Start of Block

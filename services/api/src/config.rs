use crate::ws::retry::RetryPolicy;
use elevenlabs_convai::{ConversationConfig, DEFAULT_API_BASE, DEFAULT_WS_BASE};
use secrecy::SecretString;
use std::net::SocketAddr;
use std::time::Duration;
use tracing::Level;

/// A custom error type for configuration loading failures.
#[derive(Debug, thiserror::Error)]
pub enum ConfigError {
    #[error("Missing environment variable: {0}")]
    MissingVar(String),
    #[error("Invalid value for environment variable {0}: {1}")]
    InvalidValue(String, String),
}

/// Holds all configuration loaded from the environment at startup.
#[derive(Clone, Debug)]
pub struct Config {
    pub bind_address: SocketAddr,
    pub agent_id: String,
    pub api_key: Option<SecretString>,
    pub requires_auth: bool,
    pub api_base: String,
    pub ws_base: String,
    /// Host advertised in the media-stream URL. Falls back to the request's
    /// `Host` header when unset.
    pub public_host: Option<String>,
    pub retry_backoff: Duration,
    pub log_level: Level,
}

impl Config {
    /// Loads configuration from environment variables.
    pub fn from_env() -> Result<Self, ConfigError> {
        // Only load from .env in non-test mode to avoid contamination
        if !cfg!(test) {
            dotenvy::dotenv().ok();
        }

        let bind_address_str =
            std::env::var("BIND_ADDRESS").unwrap_or_else(|_| "0.0.0.0:8010".to_string());
        let bind_address = bind_address_str
            .parse::<SocketAddr>()
            .map_err(|e| ConfigError::InvalidValue("BIND_ADDRESS".to_string(), e.to_string()))?;

        let agent_id = std::env::var("ELEVENLABS_AGENT_ID")
            .map_err(|_| ConfigError::MissingVar("ELEVENLABS_AGENT_ID".to_string()))?;

        let api_key = std::env::var("ELEVENLABS_API_KEY")
            .ok()
            .filter(|key| !key.is_empty())
            .map(SecretString::from);

        let requires_auth = match std::env::var("ELEVENLABS_REQUIRES_AUTH") {
            Ok(value) => parse_bool(&value).ok_or_else(|| {
                ConfigError::InvalidValue(
                    "ELEVENLABS_REQUIRES_AUTH".to_string(),
                    format!("'{}' is not a boolean", value),
                )
            })?,
            Err(_) => true,
        };

        let api_base =
            std::env::var("ELEVENLABS_API_BASE").unwrap_or_else(|_| DEFAULT_API_BASE.to_string());
        let ws_base =
            std::env::var("ELEVENLABS_WS_BASE").unwrap_or_else(|_| DEFAULT_WS_BASE.to_string());

        let public_host = std::env::var("PUBLIC_HOST").ok().filter(|h| !h.is_empty());

        let retry_backoff = match std::env::var("RETRY_BACKOFF_MS") {
            Ok(value) => value.parse::<u64>().map(Duration::from_millis).map_err(|e| {
                ConfigError::InvalidValue("RETRY_BACKOFF_MS".to_string(), e.to_string())
            })?,
            Err(_) => Duration::ZERO,
        };

        let log_level_str = std::env::var("RUST_LOG").unwrap_or_else(|_| "INFO".to_string());
        let log_level = log_level_str.parse::<Level>().map_err(|_| {
            ConfigError::InvalidValue(
                "RUST_LOG".to_string(),
                format!("'{}' is not a valid log level", log_level_str),
            )
        })?;

        if requires_auth && api_key.is_none() {
            return Err(ConfigError::MissingVar(
                "ELEVENLABS_API_KEY must be set when ELEVENLABS_REQUIRES_AUTH is true".to_string(),
            ));
        }

        Ok(Self {
            bind_address,
            agent_id,
            api_key,
            requires_auth,
            api_base,
            ws_base,
            public_host,
            retry_backoff,
            log_level,
        })
    }

    /// Retry policy applied to inbound dispatch and outbound writes.
    pub fn retry_policy(&self) -> RetryPolicy {
        RetryPolicy::once().with_backoff(self.retry_backoff)
    }

    pub fn conversation_config(&self) -> ConversationConfig {
        ConversationConfig {
            agent_id: self.agent_id.clone(),
            api_key: self.api_key.clone(),
            requires_auth: self.requires_auth,
            api_base: self.api_base.clone(),
            ws_base: self.ws_base.clone(),
        }
    }
}

fn parse_bool(value: &str) -> Option<bool> {
    match value.trim().to_lowercase().as_str() {
        "1" | "true" | "yes" | "on" => Some(true),
        "0" | "false" | "no" | "off" => Some(false),
        _ => None,
    }
}

#[cfg(test)]
mod tests {
    use super::*;
    use secrecy::ExposeSecret;
    use serial_test::serial;
    use std::env;
    use tracing::Level;

    fn clear_env_vars() {
        unsafe {
            env::remove_var("BIND_ADDRESS");
            env::remove_var("ELEVENLABS_AGENT_ID");
            env::remove_var("ELEVENLABS_API_KEY");
            env::remove_var("ELEVENLABS_REQUIRES_AUTH");
            env::remove_var("ELEVENLABS_API_BASE");
            env::remove_var("ELEVENLABS_WS_BASE");
            env::remove_var("PUBLIC_HOST");
            env::remove_var("RETRY_BACKOFF_MS");
            env::remove_var("RUST_LOG");
        }
    }

    fn set_minimal_env() {
        unsafe {
            env::set_var("ELEVENLABS_AGENT_ID", "agent_123");
            env::set_var("ELEVENLABS_API_KEY", "test-key");
        }
    }

    #[test]
    fn test_config_error_display() {
        let missing_var = ConfigError::MissingVar("TEST_VAR".to_string());
        assert_eq!(
            format!("{}", missing_var),
            "Missing environment variable: TEST_VAR"
        );

        let invalid_value =
            ConfigError::InvalidValue("TEST_VAR".to_string(), "bad_value".to_string());
        assert_eq!(
            format!("{}", invalid_value),
            "Invalid value for environment variable TEST_VAR: bad_value"
        );
    }

    #[test]
    #[serial]
    fn test_config_from_env_minimal() {
        clear_env_vars();
        set_minimal_env();

        let config = Config::from_env().expect("Config should load successfully");

        assert_eq!(config.bind_address.to_string(), "0.0.0.0:8010");
        assert_eq!(config.agent_id, "agent_123");
        assert_eq!(
            config.api_key.as_ref().map(|k| k.expose_secret().to_string()),
            Some("test-key".to_string())
        );
        assert!(config.requires_auth);
        assert_eq!(config.api_base, DEFAULT_API_BASE);
        assert_eq!(config.ws_base, DEFAULT_WS_BASE);
        assert_eq!(config.public_host, None);
        assert_eq!(config.retry_backoff, Duration::ZERO);
        assert_eq!(config.log_level, Level::INFO);
        assert_eq!(config.retry_policy(), RetryPolicy::once());
    }

    #[test]
    #[serial]
    fn test_config_from_env_custom_values() {
        clear_env_vars();
        unsafe {
            env::set_var("BIND_ADDRESS", "127.0.0.1:8080");
            env::set_var("ELEVENLABS_AGENT_ID", "agent_custom");
            env::set_var("ELEVENLABS_REQUIRES_AUTH", "false");
            env::set_var("ELEVENLABS_API_BASE", "http://localhost:9000");
            env::set_var("ELEVENLABS_WS_BASE", "ws://localhost:9000");
            env::set_var("PUBLIC_HOST", "calls.example.com");
            env::set_var("RETRY_BACKOFF_MS", "50");
            env::set_var("RUST_LOG", "debug");
        }

        let config = Config::from_env().expect("Config should load successfully");

        assert_eq!(config.bind_address.to_string(), "127.0.0.1:8080");
        assert!(!config.requires_auth);
        assert!(config.api_key.is_none());
        assert_eq!(config.public_host.as_deref(), Some("calls.example.com"));
        assert_eq!(config.retry_policy().backoff, Duration::from_millis(50));
        assert_eq!(config.retry_policy().max_retries, 1);
        assert_eq!(config.log_level, Level::DEBUG);

        let conversation = config.conversation_config();
        assert_eq!(conversation.agent_id, "agent_custom");
        assert_eq!(
            conversation.public_url().unwrap().as_str(),
            "ws://localhost:9000/v1/convai/conversation?agent_id=agent_custom"
        );
    }

    #[test]
    #[serial]
    fn test_config_missing_agent_id() {
        clear_env_vars();
        unsafe {
            env::set_var("ELEVENLABS_API_KEY", "test-key");
        }

        let err = Config::from_env().unwrap_err();
        match err {
            ConfigError::MissingVar(var) => assert_eq!(var, "ELEVENLABS_AGENT_ID"),
            _ => panic!("Expected MissingVar for ELEVENLABS_AGENT_ID"),
        }
    }

    #[test]
    #[serial]
    fn test_config_missing_api_key_when_auth_required() {
        clear_env_vars();
        unsafe {
            env::set_var("ELEVENLABS_AGENT_ID", "agent_123");
        }

        let err = Config::from_env().unwrap_err();
        match err {
            ConfigError::MissingVar(msg) => assert!(msg.contains("ELEVENLABS_API_KEY")),
            _ => panic!("Expected MissingVar for ELEVENLABS_API_KEY"),
        }
    }

    #[test]
    #[serial]
    fn test_config_invalid_bind_address() {
        clear_env_vars();
        set_minimal_env();
        unsafe {
            env::set_var("BIND_ADDRESS", "not-a-valid-address");
        }

        let err = Config::from_env().unwrap_err();
        match err {
            ConfigError::InvalidValue(var, _) => assert_eq!(var, "BIND_ADDRESS"),
            _ => panic!("Expected InvalidValue for BIND_ADDRESS"),
        }
    }

    #[test]
    #[serial]
    fn test_config_invalid_values() {
        for (var, value) in [
            ("RUST_LOG", "not-a-level"),
            ("RETRY_BACKOFF_MS", "soon"),
            ("ELEVENLABS_REQUIRES_AUTH", "maybe"),
        ] {
            clear_env_vars();
            set_minimal_env();
            unsafe {
                env::set_var(var, value);
            }

            match Config::from_env().unwrap_err() {
                ConfigError::InvalidValue(name, _) => assert_eq!(name, var),
                other => panic!("Expected InvalidValue for {var}, got {other}"),
            }
        }
    }
}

End of Block

* _INSTRUCTIONS TO FOLLOW_:
Your answer should consist of copies of the lines above that include the string "InvalidValue".

* _TASK RESULT_:
    InvalidValue(String, String),
            .map_err(|e| ConfigError::InvalidValue("BIND_ADDRESS".to_string(), e.to_string()))?;
                ConfigError::InvalidValue(
                ConfigError::InvalidValue("RETRY_BACKOFF_MS".to_string(), e.to_string())
            ConfigError::InvalidValue(
            ConfigError::InvalidValue("TEST_VAR".to_string(), "bad_value".to_string());
            ConfigError::InvalidValue(var, _) => assert_eq!(var, "BIND_ADDRESS"),
            _ => panic!("Expected InvalidValue for BIND_ADDRESS"),
                ConfigError::InvalidValue(name, _) => assert_eq!(name, var),
                other => panic!("Expected InvalidValue for {var}, got {other}"),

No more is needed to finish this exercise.